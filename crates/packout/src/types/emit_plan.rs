use std::path::PathBuf;

use arcstr::ArcStr;
use packout_common::ProductKind;

/// Where one product will land, before anything touches the disk.
#[derive(Debug, Clone)]
pub struct PlannedFile {
  pub name: ArcStr,
  /// Path relative to the output directory, forward-slashed.
  pub filename: ArcStr,
  /// Absolute destination, stable across builds and os.
  pub absolute_path: PathBuf,
  pub kind: ProductKind,
}

/// The full naming plan for one emit, index-aligned with the products it was
/// planned from.
#[derive(Debug, Default, Clone)]
pub struct EmitPlan {
  pub files: Vec<PlannedFile>,
}
use std::path::Path;

use packout_error::BuildResult;
use packout_fs::FileSystem;

use super::WriteStage;

impl<Fs: FileSystem> WriteStage<'_, Fs> {
  /// Applies the `output.emptyOutDir` policy, then makes sure the output
  /// directory exists:
  ///
  /// - unset: empty the directory only when it sits strictly inside the
  ///   project root, warn and leave it alone otherwise.
  /// - `true`: always empty it, but never a directory containing the root.
  /// - `false`: never empty it.
  pub(crate) fn prepare_out_dir(&self, warnings: &mut Vec<anyhow::Error>) -> BuildResult<()> {
    let out_dir = self.options.out_dir();

    match self.options.empty_out_dir {
      Some(false) => {}
      Some(true) => {
        if self.options.root.starts_with(&out_dir) {
          Err(anyhow::anyhow!(
            "Refusing to empty {} - it contains the project root. Pick an \"output.dir\" below the root or drop \"output.emptyOutDir\".",
            out_dir.display()
          ))?;
        }
        self.empty_dir(&out_dir)?;
      }
      None => {
        let strictly_inside_root =
          out_dir.starts_with(&self.options.root) && out_dir != self.options.root;
        if strictly_inside_root {
          self.empty_dir(&out_dir)?;
        } else if self.fs.exists(&out_dir) {
          warnings.push(anyhow::anyhow!(
            "The output directory {} is not inside the project root and will not be emptied. Set \"output.emptyOutDir\" to force it.",
            out_dir.display()
          ));
        }
      }
    }

    self.fs.create_dir_all(&out_dir).map_err(|error| {
      anyhow::anyhow!("Failed to create output directory {}: {error}", out_dir.display())
    })?;

    Ok(())
  }

  fn empty_dir(&self, out_dir: &Path) -> anyhow::Result<()> {
    if self.fs.exists(out_dir) {
      self.fs.remove_dir_all(out_dir).map_err(|error| {
        anyhow::anyhow!("Failed to empty output directory {}: {error}", out_dir.display())
      })?;
    }
    Ok(())
  }
}
use arcstr::ArcStr;

use crate::StrOrBytes;

/// A script written to the output directory.
#[derive(Debug, Clone)]
pub struct OutputChunk {
  pub name: ArcStr,
  pub filename: ArcStr,
  pub code: String,
  pub is_entry: bool,
}

/// A non-script file written to the output directory.
#[derive(Debug, Clone)]
pub struct OutputAsset {
  pub name: ArcStr,
  pub filename: ArcStr,
  pub source: StrOrBytes,
}

#[derive(Debug, Clone)]
pub enum Output {
  Chunk(Box<OutputChunk>),
  Asset(Box<OutputAsset>),
}

impl Output {
  pub fn filename(&self) -> &str {
    match self {
      Self::Chunk(chunk) => &chunk.filename,
      Self::Asset(asset) => &asset.filename,
    }
  }

  pub fn content_as_bytes(&self) -> &[u8] {
    match self {
      Self::Chunk(chunk) => chunk.code.as_bytes(),
      Self::Asset(asset) => asset.source.as_bytes(),
    }
  }
}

=== Problem ===
Say how many lines of the records include the string "never"; the number alone is enough.

=== Solution to this task ===
2